Frugal Cartridge Length Measuring Device

There are many devices on the market for sale to assist one in measuring the maximum cartridge in one’s chamber.  They all are good tools.  Nevertheless, why not make your own?  The following is how I made a very inexpensive measuring device for maximum cartridge length.  This device lets me seat a bullet into a special case using the reloading press or actual rifle chamber for measuring the overall length.  Then the seated bullet maybe unseated, or pushed back out using a screw, after measuring and reused repeatedly.  This system works great and is very handy when setting up a new bullet in the seating die.  If you over seat a charged round during set up, then shoot it or pull it.  Using this device for initial set up prevents you from having to shoot some of those short rounds now and again.

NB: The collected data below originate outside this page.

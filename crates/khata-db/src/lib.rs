//! # khata-db: Storage Layer for Khata POS
//!
//! Persists the four business collections (sales, expenses, creditors,
//! payments) as whole JSON values in a SQLite key-value table, using sqlx
//! for async access.
//!
//! ## Architecture Position
//! ```text
//! ┌─────────────────────────────────────────────────────────────────────────┐
//! │                        Khata POS Data Flow                              │
//! │                                                                         │
//! │  CLI command (khata sale add ...)                                      │
//! │       │                                                                 │
//! │       ▼                                                                 │
//! │  ┌─────────────────────────────────────────────────────────────────┐   │
//! │  │                     khata-db (THIS CRATE)                       │   │
//! │  │                                                                 │   │
//! │  │   ┌───────────────┐    ┌───────────────┐    ┌──────────────┐  │   │
//! │  │   │   Database    │    │   BookStore   │    │  Migrations  │  │   │
//! │  │   │   (pool.rs)   │    │  (store.rs)   │    │  (embedded)  │  │   │
//! │  │   │               │    │               │    │              │  │   │
//! │  │   │ SqlitePool    │◄───│ load / save   │    │ 001_initial_ │  │   │
//! │  │   │               │    │ Collection-   │    │  schema.sql  │  │   │
//! │  │   │               │    │  Repository   │    │              │  │   │
//! │  │   └───────────────┘    └───────────────┘    └──────────────┘  │   │
//! │  └─────────────────────────────────────────────────────────────────┘   │
//! │       │                                                                 │
//! │       ▼                                                                 │
//! │  ┌─────────────────────────────────────────────────────────────────┐   │
//! │  │                     SQLite Database                             │   │
//! │  │   collections(key, value, updated_at)                           │   │
//! │  └─────────────────────────────────────────────────────────────────┘   │
//! └─────────────────────────────────────────────────────────────────────────┘
//! ```
//!
//! ## Module Organization
//!
//! - [`pool`] - Connection pool creation and configuration
//! - [`migrations`] - Embedded database migrations
//! - [`error`] - Database error types
//! - [`repository`] - Raw key-value repository
//! - [`store`] - Typed collection load/save
//!
//! ## Usage
//!
//! ```rust,ignore
//! use khata_db::{Database, DbConfig};
//!
//! let db = Database::new(DbConfig::new("path/to/khata.db")).await?;
//!
//! let mut books = db.books().load_all().await;
//! // ... mutate with khata_core operations ...
//! db.books().save_all(&books).await?;
//! ```

// =============================================================================
// Module Declarations
// =============================================================================

pub mod error;
pub mod migrations;
pub mod pool;
pub mod repository;
pub mod store;

// =============================================================================
// Re-exports
// =============================================================================

pub use error::{DbError, DbResult};
pub use pool::{Database, DbConfig};
pub use repository::collection::CollectionRepository;
pub use store::{BookStore, Collection};
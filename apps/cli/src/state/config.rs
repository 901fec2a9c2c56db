//! # Configuration State
//!
//! Stores application configuration loaded at startup.
//!
//! ## Configuration Sources (Priority Order)
//! 1. Environment variables (`KHATA_*`)
//! 2. Config file (`khata.toml`, or `--config <path>`)
//! 3. Defaults (this file)
//!
//! ## Example `khata.toml`
//! ```toml
//! store_name = "Vape Corner"
//! currency_symbol = "Rs "
//! admin_password = "change-me"
//! db_path = "/var/lib/khata/khata.db"
//! ```
//!
//! Configuration is read-only after startup.

use std::path::PathBuf;

use serde::{Deserialize, Serialize};
use thiserror::Error;
use tracing::{debug, info, warn};

use khata_core::{CoreError, Money};

/// Errors while loading `khata.toml`.
#[derive(Debug, Error)]
pub enum ConfigError {
    #[error("Failed to read config file: {0}")]
    Io(#[from] std::io::Error),

    #[error("Failed to parse config file: {0}")]
    Parse(#[from] toml::de::Error),

    #[error("Invalid configuration: {0}")]
    Invalid(String),
}

/// Application configuration.
#[derive(Debug, Clone, PartialEq, Eq, Serialize, Deserialize)]
#[serde(default)]
pub struct ConfigState {
    /// Store name (shown on reports)
    pub store_name: String,

    /// Currency code (ISO 4217)
    pub currency_code: String,

    /// Currency symbol (for display), including any trailing space
    pub currency_symbol: String,

    /// Decimal places shown for amounts (0 to 2)
    pub currency_decimals: u8,

    /// Password for reports, clearing data and imports.
    ///
    /// A convenience gate for a shared counter, not access control.
    pub admin_password: String,

    /// Database file; the platform data dir is used when unset
    pub db_path: Option<PathBuf>,
}

impl Default for ConfigState {
    /// Returns default configuration suitable for development.
    ///
    /// ## Default Values
    /// - Store: "Khata POS"
    /// - Currency: PKR (Rs), 2 decimals
    /// - Admin password: "admin"
    fn default() -> Self {
        ConfigState {
            store_name: "Khata POS".to_string(),
            currency_code: "PKR".to_string(),
            currency_symbol: "Rs ".to_string(),
            currency_decimals: 2,
            admin_password: "admin".to_string(),
            db_path: None,
        }
    }
}

impl ConfigState {
    /// Loads configuration from file, environment, and defaults.
    ///
    /// ## Load Order (later overrides earlier)
    /// 1. Default values
    /// 2. Config file (khata.toml)
    /// 3. Environment variables
    ///
    /// A `config_path` given by the caller must exist; only the default
    /// location may be missing.
    pub fn load(config_path: Option<PathBuf>) -> Result<Self, ConfigError> {
        let mut config = Self::default();

        let path = match config_path {
            Some(path) => Some(path),
            None => Self::default_config_path().filter(|path| {
                let found = path.exists();
                if !found {
                    debug!(?path, "Config file not found, using defaults");
                }
                found
            }),
        };

        if let Some(path) = path {
            info!(?path, "Loading config from file");
            let contents = std::fs::read_to_string(&path)?;
            config = toml::from_str(&contents)?;
        }

        config.apply_env_overrides();
        config.validate()?;

        Ok(config)
    }

    /// Loads config or returns default if load fails.
    pub fn load_or_default(config_path: Option<PathBuf>) -> Self {
        Self::load(config_path).unwrap_or_else(|e| {
            warn!("Failed to load config: {}. Using defaults.", e);
            Self::default()
        })
    }

    /// Validates the configuration.
    pub fn validate(&self) -> Result<(), ConfigError> {
        if self.currency_decimals > 2 {
            return Err(ConfigError::Invalid(format!(
                "currency_decimals must be 0, 1 or 2, got {}",
                self.currency_decimals
            )));
        }

        if self.admin_password.is_empty() {
            return Err(ConfigError::Invalid("admin_password must not be empty".into()));
        }

        Ok(())
    }

    /// Applies environment variable overrides.
    ///
    /// ## Environment Variables
    /// - `KHATA_STORE_NAME`: Override store name
    /// - `KHATA_CURRENCY_SYMBOL`: Override currency symbol
    /// - `KHATA_ADMIN_PASSWORD`: Override admin password
    /// - `KHATA_DB_PATH`: Override database file
    fn apply_env_overrides(&mut self) {
        self.apply_overrides(|key| std::env::var(key).ok());
    }

    fn apply_overrides(&mut self, lookup: impl Fn(&str) -> Option<String>) {
        if let Some(name) = lookup("KHATA_STORE_NAME") {
            self.store_name = name;
        }

        if let Some(symbol) = lookup("KHATA_CURRENCY_SYMBOL") {
            self.currency_symbol = symbol;
        }

        if let Some(password) = lookup("KHATA_ADMIN_PASSWORD") {
            debug!("Overriding admin password from environment");
            self.admin_password = password;
        }

        if let Some(path) = lookup("KHATA_DB_PATH") {
            debug!(path = %path, "Overriding database path from environment");
            self.db_path = Some(PathBuf::from(path));
        }
    }

    /// Returns the default config file path.
    fn default_config_path() -> Option<PathBuf> {
        directories::ProjectDirs::from("com", "khata", "pos")
            .map(|dirs| dirs.config_dir().join("khata.toml"))
    }

    /// Checks the admin password for a privileged command.
    pub fn verify_password(&self, attempt: &str) -> Result<(), CoreError> {
        if attempt == self.admin_password {
            Ok(())
        } else {
            warn!("Privileged command refused: wrong password");
            Err(CoreError::Unauthorized)
        }
    }

    /// Formats an amount with the configured symbol and decimals.
    ///
    /// ## Example
    /// ```rust,ignore
    /// let config = ConfigState::default();
    /// assert_eq!(config.format_currency(Money::from_cents(1234)), "Rs 12.34");
    /// ```
    pub fn format_currency(&self, amount: Money) -> String {
        let decimals = u32::from(self.currency_decimals.min(2));

        // Money is always in paisa; round half away from zero when fewer
        // decimals are shown.
        let scale = 10_i64.pow(2 - decimals);
        let cents = amount.cents();
        let units = (cents.abs() + scale / 2) / scale;

        let divisor = 10_i64.pow(decimals);
        let whole = units / divisor;
        let frac = units % divisor;

        format!(
            "{}{}{}",
            if cents < 0 && units != 0 { "-" } else { "" },
            self.currency_symbol,
            if decimals > 0 {
                format!("{}.{:0width$}", whole, frac, width = decimals as usize)
            } else {
                whole.to_string()
            }
        )
    }
}
//! # khata-core: Pure Bookkeeping Logic for Khata POS
//!
//! This crate is the **heart** of Khata POS. It holds the credit ledger,
//! sale, payment, expense and reporting rules as pure functions over an
//! explicit [`Books`] value.
//!
//! ## Architecture Position
//! ```text
//! ┌─────────────────────────────────────────────────────────────────────────┐
//! │                        Khata POS Architecture                           │
//! │                                                                         │
//! │  ┌─────────────────────────────────────────────────────────────────┐   │
//! │  │                    khata CLI (apps/cli)                         │   │
//! │  │    sale add ──► creditor pay ──► expense add ──► report         │   │
//! │  └─────────────────────────────┬───────────────────────────────────┘   │
//! │                                │ load Books / save Books                │
//! │  ┌─────────────────────────────▼───────────────────────────────────┐   │
//! │  │               ★ khata-core (THIS CRATE) ★                       │   │
//! │  │                                                                 │   │
//! │  │   ┌───────────┐  ┌───────────┐  ┌───────────┐  ┌───────────┐  │   │
//! │  │   │  sales    │  │ creditor  │  │  payment  │  │  report   │  │   │
//! │  │   │ SaleForm  │  │  Ledger   │  │ Recorder  │  │  Summary  │  │   │
//! │  │   └───────────┘  └───────────┘  └───────────┘  └───────────┘  │   │
//! │  │                                                                 │   │
//! │  │   NO I/O • NO DATABASE • NO CLOCK • PURE FUNCTIONS             │   │
//! │  └─────────────────────────────────────────────────────────────────┘   │
//! │                                │                                        │
//! │  ┌─────────────────────────────▼───────────────────────────────────┐   │
//! │  │                    khata-db (Storage Layer)                     │   │
//! │  │           four JSON collections in a SQLite key-value table     │   │
//! │  └─────────────────────────────────────────────────────────────────┘   │
//! └─────────────────────────────────────────────────────────────────────────┘
//! ```
//!
//! ## Modules
//!
//! - [`types`] - Stored records (Sale, Expense, Creditor, Payment, ...)
//! - [`money`] - Money type with integer arithmetic (no floating point!)
//! - [`books`] - The four collections as one state value
//! - [`creditor`] - Creditor ledger: credit sale and payment events
//! - [`sales`] - Create, edit and soft-delete sales
//! - [`payment`] - Record creditor payments and settle sales
//! - [`expense`] - Add and delete expenses
//! - [`report`] - Totals, per-item aggregates, collection rate
//! - [`error`] - Domain error types
//! - [`validation`] - Field validators
//!
//! ## Design Principles
//!
//! 1. **Explicit State**: operations take `&mut Books`, never globals
//! 2. **No I/O**: the caller passes `now` in and persists the result
//! 3. **Integer Money**: all amounts are in paisa (i64)
//! 4. **All or Nothing**: a rejected operation leaves `Books` unchanged
//!
//! ## Example Usage
//!
//! ```rust
//! use chrono::Utc;
//! use khata_core::{create_sale, record_payment, Books, ProductType, SaleForm};
//!
//! let mut books = Books::new();
//! let form = SaleForm::credit(ProductType::Coil, "Mesh 0.4", "1", "500", "Ali", "0300");
//! create_sale(&mut books, &form, Utc::now()).unwrap();
//!
//! let receipt = record_payment(&mut books, 0, "500", Utc::now()).unwrap();
//! assert!(receipt.settled);
//! assert!(books.creditors.is_empty());
//! assert!(books.sales[0].is_paid);
//! ```

// =============================================================================
// Module Declarations
// =============================================================================

pub mod books;
pub mod creditor;
pub mod error;
pub mod expense;
pub mod money;
pub mod payment;
pub mod report;
pub mod sales;
pub mod types;
pub mod validation;

// =============================================================================
// Re-exports for Convenience
// =============================================================================
// These allow users to do `use khata_core::Money` instead of
// `use khata_core::money::Money`

pub use books::Books;
pub use creditor::CreditorLedger;
pub use error::{CoreError, CoreResult, ValidationError};
pub use expense::{add_expense, delete_expense, ExpenseForm};
pub use money::Money;
pub use payment::{record_payment, PaymentReceipt};
pub use report::{DateRange, ItemAggregate, Report, Summary};
pub use sales::{create_sale, delete_all_sales, edit_sale, soft_delete_sale, SaleForm};
pub use types::*;

// =============================================================================
// Business Constants
// =============================================================================

/// Largest quantity accepted on a single sale.
///
/// ## Business Reason
/// Catches a mistyped quantity (an extra zero or two) before it lands in
/// the per-item report.
pub const MAX_QUANTITY: i64 = 9_999;

/// Largest amount accepted on a single sale, expense or import record:
/// Rs 1 crore.
///
/// Running balances and report totals are sums of these, so they stay far
/// below `i64::MAX` paisa.
pub const MAX_AMOUNT: Money = Money::from_major(10_000_000);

Here is a 308 Winchester Case on 1/4 inch bolt with a 180 grain Sierra MatchKing standing by. The frugal unit comes in handy every now and then. Like measuring the overall length to land contact for different bullet weights or different bullet brands.

This procedure should work for any caliber or any cartridge.

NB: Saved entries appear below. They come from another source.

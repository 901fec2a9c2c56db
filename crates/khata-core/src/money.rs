//! # Money Module
//!
//! Provides the `Money` type for handling monetary values safely.
//!
//! ## Why Integer Money?
//! ```text
//! ┌─────────────────────────────────────────────────────────────────────────┐
//! │  THE FLOATING POINT PROBLEM                                             │
//! │                                                                         │
//! │  In JavaScript/floating point:                                          │
//! │    0.1 + 0.2 = 0.30000000000000004  ❌ WRONG!                           │
//! │                                                                         │
//! │  A creditor balance built from many += and -= drifts, so matching a    │
//! │  purchase by amount needs an epsilon and "exactly zero" never happens. │
//! │                                                                         │
//! │  OUR SOLUTION: Integer paisa                                            │
//! │    500.00 is stored as 50000; equality is exact, zero is zero          │
//! └─────────────────────────────────────────────────────────────────────────┘
//! ```
//!
//! ## Usage
//! ```rust
//! use khata_core::money::Money;
//!
//! let price = Money::from_cents(50000); // Rs 500.00
//! let parsed = Money::parse("amount", "500").unwrap();
//! assert_eq!(price, parsed);
//!
//! let total = price + Money::from_cents(2550); // Rs 525.50
//! assert_eq!(total.to_string(), "Rs 525.50");
//! ```

use serde::{Deserialize, Serialize};
use std::fmt;
use std::iter::Sum;
use std::ops::{Add, AddAssign, Sub, SubAssign};
use ts_rs::TS;

use crate::error::ValidationError;

// =============================================================================
// Money Type
// =============================================================================

/// Represents a monetary value in the smallest currency unit (paisa).
///
/// ## Design Decisions
/// - **i64 (signed)**: creditor balances can be driven below zero by edits
/// - **Single field tuple struct**: serializes as a plain JSON integer
#[derive(Debug, Clone, Copy, PartialEq, Eq, PartialOrd, Ord, Hash, Serialize, Deserialize, TS)]
#[ts(export)]
pub struct Money(i64);

impl Money {
    /// Creates a Money value from the smallest currency unit.
    ///
    /// ## Example
    /// ```rust
    /// use khata_core::money::Money;
    ///
    /// let price = Money::from_cents(1099); // Rs 10.99
    /// assert_eq!(price.cents(), 1099);
    /// ```
    #[inline]
    pub const fn from_cents(cents: i64) -> Self {
        Money(cents)
    }

    /// Creates a Money value from whole rupees.
    #[inline]
    pub const fn from_major(major: i64) -> Self {
        Money(major * 100)
    }

    /// Parses an amount typed by the operator.
    ///
    /// ## Rules
    /// - Surrounding whitespace is ignored
    /// - Optional leading `+` or `-`
    /// - Digits with at most two decimal places: `500`, `500.5`, `500.50`
    /// - Anything else (empty, `abc`, `NaN`, `inf`, `1e3`, `1.234`) is rejected
    ///
    /// Sign checks are left to the caller so the error can name the rule
    /// that failed ("must be positive" vs "invalid format").
    ///
    /// ## Example
    /// ```rust
    /// use khata_core::money::Money;
    ///
    /// assert_eq!(Money::parse("amount", " 12.5 ").unwrap().cents(), 1250);
    /// assert!(Money::parse("amount", "NaN").is_err());
    /// assert!(Money::parse("amount", "").is_err());
    /// ```
    pub fn parse(field: &str, input: &str) -> Result<Money, ValidationError> {
        let trimmed = input.trim();
        if trimmed.is_empty() {
            return Err(ValidationError::required(field));
        }

        let invalid = |reason: &str| ValidationError::InvalidFormat {
            field: field.to_string(),
            reason: reason.to_string(),
        };

        let (negative, unsigned) = match trimmed.as_bytes()[0] {
            b'-' => (true, &trimmed[1..]),
            b'+' => (false, &trimmed[1..]),
            _ => (false, trimmed),
        };

        let (whole, fraction) = match unsigned.split_once('.') {
            Some((whole, fraction)) => (whole, fraction),
            None => (unsigned, ""),
        };

        if whole.is_empty() && fraction.is_empty() {
            return Err(invalid("must be a number"));
        }
        if !whole.chars().all(|c| c.is_ascii_digit())
            || !fraction.chars().all(|c| c.is_ascii_digit())
        {
            return Err(invalid("must be a number"));
        }
        if fraction.len() > 2 {
            return Err(invalid("at most two decimal places"));
        }

        let major: i64 = if whole.is_empty() {
            0
        } else {
            whole.parse().map_err(|_| invalid("number is too large"))?
        };
        let minor: i64 = match fraction.len() {
            0 => 0,
            1 => fraction.parse::<i64>().map_err(|_| invalid("must be a number"))? * 10,
            _ => fraction.parse().map_err(|_| invalid("must be a number"))?,
        };

        let cents = major
            .checked_mul(100)
            .and_then(|c| c.checked_add(minor))
            .ok_or_else(|| invalid("number is too large"))?;

        Ok(Money(if negative { -cents } else { cents }))
    }

    /// Returns the value in the smallest currency unit.
    #[inline]
    pub const fn cents(&self) -> i64 {
        self.0
    }

    /// Returns the major unit (rupees) portion.
    ///
    /// ## Example
    /// ```rust
    /// use khata_core::money::Money;
    ///
    /// assert_eq!(Money::from_cents(1099).major(), 10);
    /// assert_eq!(Money::from_cents(-550).major(), -5);
    /// ```
    #[inline]
    pub const fn major(&self) -> i64 {
        self.0 / 100
    }

    /// Returns the minor unit portion (always 0-99).
    #[inline]
    pub const fn cents_part(&self) -> i64 {
        (self.0 % 100).abs()
    }

    /// Returns zero money value.
    #[inline]
    pub const fn zero() -> Self {
        Money(0)
    }

    /// Checks if the value is zero.
    #[inline]
    pub const fn is_zero(&self) -> bool {
        self.0 == 0
    }

    /// Checks if the value is positive (greater than zero).
    #[inline]
    pub const fn is_positive(&self) -> bool {
        self.0 > 0
    }

    /// Purchase matching equality: amounts closer than one paisa are the
    /// same amount. With integer paisa that is plain equality.
    #[inline]
    pub const fn approx_eq(&self, other: Money) -> bool {
        (self.0 - other.0).abs() < 1
    }
}

// =============================================================================
// Trait Implementations
// =============================================================================

/// Display implementation for logs and CLI output.
///
/// ## Note
/// The CLI uses `ConfigState::format_currency` for the configured symbol.
impl fmt::Display for Money {
    fn fmt(&self, f: &mut fmt::Formatter<'_>) -> fmt::Result {
        let sign = if self.0 < 0 { "-" } else { "" };
        write!(f, "{}Rs {}.{:02}", sign, self.major().abs(), self.cents_part())
    }
}

impl Default for Money {
    fn default() -> Self {
        Money::zero()
    }
}

impl Add for Money {
    type Output = Self;

    #[inline]
    fn add(self, other: Self) -> Self {
        Money(self.0 + other.0)
    }
}

impl AddAssign for Money {
    #[inline]
    fn add_assign(&mut self, other: Self) {
        self.0 += other.0;
    }
}

impl Sub for Money {
    type Output = Self;

    #[inline]
    fn sub(self, other: Self) -> Self {
        Money(self.0 - other.0)
    }
}

impl SubAssign for Money {
    #[inline]
    fn sub_assign(&mut self, other: Self) {
        self.0 -= other.0;
    }
}

impl Sum for Money {
    fn sum<I: Iterator<Item = Money>>(iter: I) -> Self {
        iter.fold(Money::zero(), Add::add)
    }
}

impl<'a> Sum<&'a Money> for Money {
    fn sum<I: Iterator<Item = &'a Money>>(iter: I) -> Self {
        iter.copied().sum()
    }
}

// =============================================================================
// Unit Tests
// =============================================================================

#[cfg(test)]
mod tests {
    use super::*;

    #[test]
    fn test_from_cents() {
        let money = Money::from_cents(1099);
        assert_eq!(money.cents(), 1099);
        assert_eq!(money.major(), 10);
        assert_eq!(money.cents_part(), 99);
    }

    #[test]
    fn test_display() {
        assert_eq!(format!("{}", Money::from_cents(1099)), "Rs 10.99");
        assert_eq!(format!("{}", Money::from_cents(500)), "Rs 5.00");
        assert_eq!(format!("{}", Money::from_cents(-550)), "-Rs 5.50");
        assert_eq!(format!("{}", Money::zero()), "Rs 0.00");
    }

    #[test]
    fn test_arithmetic() {
        let a = Money::from_cents(1000);
        let b = Money::from_cents(500);

        assert_eq!((a + b).cents(), 1500);
        assert_eq!((a - b).cents(), 500);
        assert_eq!((b - a).cents(), -500);
    }

    #[test]
    fn test_sum() {
        let amounts = [Money::from_major(100), Money::from_major(250)];
        let total: Money = amounts.iter().sum();
        assert_eq!(total, Money::from_major(350));
    }

    #[test]
    fn test_parse_accepts_plain_amounts() {
        assert_eq!(Money::parse("amount", "500").unwrap(), Money::from_major(500));
        assert_eq!(Money::parse("amount", "500.5").unwrap().cents(), 50050);
        assert_eq!(Money::parse("amount", "500.05").unwrap().cents(), 50005);
        assert_eq!(Money::parse("amount", ".75").unwrap().cents(), 75);
        assert_eq!(Money::parse("amount", "7.").unwrap().cents(), 700);
        assert_eq!(Money::parse("amount", "-20").unwrap().cents(), -2000);
        assert_eq!(Money::parse("amount", "+20").unwrap().cents(), 2000);
    }

    #[test]
    fn test_parse_rejects_garbage() {
        assert_eq!(
            Money::parse("amount", "   "),
            Err(ValidationError::required("amount"))
        );
        for input in ["abc", "NaN", "inf", "-inf", "1e3", "1.234", "1,000", ".", "-", "1.2.3"] {
            assert!(
                matches!(
                    Money::parse("amount", input),
                    Err(ValidationError::InvalidFormat { .. })
                ),
                "{input} should be rejected"
            );
        }
    }

    #[test]
    fn test_parse_rejects_overflow() {
        assert!(Money::parse("amount", "99999999999999999999").is_err());
    }

    #[test]
    fn test_zero_and_checks() {
        assert!(Money::zero().is_zero());
        assert!(Money::from_cents(100).is_positive());
        assert!(!Money::from_cents(-100).is_positive());
    }

    #[test]
    fn test_approx_eq_is_exact_in_minor_units() {
        assert!(Money::from_cents(50000).approx_eq(Money::from_cents(50000)));
        assert!(!Money::from_cents(50000).approx_eq(Money::from_cents(50001)));
    }
}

Select one case to become the measuring device. One cartridge case is required for each caliber.  I do not believe that it matters if the has been fired in the chamber you are measuring.  Therefore, any odd case of the caliber should work and if full length resized it should fit into any chamber of that caliber.  If you have weighed your cases then select the one farthest from the average.  One with an off center looking flash hole is another good candidate.

This frugal cartridge length-measuring device is simply a modified cartridge case.  The case modified by drilling and tapping the primer pocket.  So, before drilling the primer pocket, knock out the primer if the case has one.  The primer may be remove by full length resizing, neck sizing, or just punch out the primer.

Drill out the pocket using the correct drill for the tap.  I have been using quarter inch bolts with 20 threads per inch for 30 caliber cases.  Therefore, I drill the primer pocket out using a number-seven drill bit.  For smaller caliber cases like 223 I drill and tap for a Number 12 screw thread.  After drilling and tapping, clean the case removing all drill and tap shavings.  I give the case a shot of 409 and rinse out with hot water.  After cleaning, the device is about ready. Next, you need a screw or bolt with a threaded length longer then the empty cartridge case.  After finding a long enough bolt, your frugal cartridge length-measuring device is ready for use.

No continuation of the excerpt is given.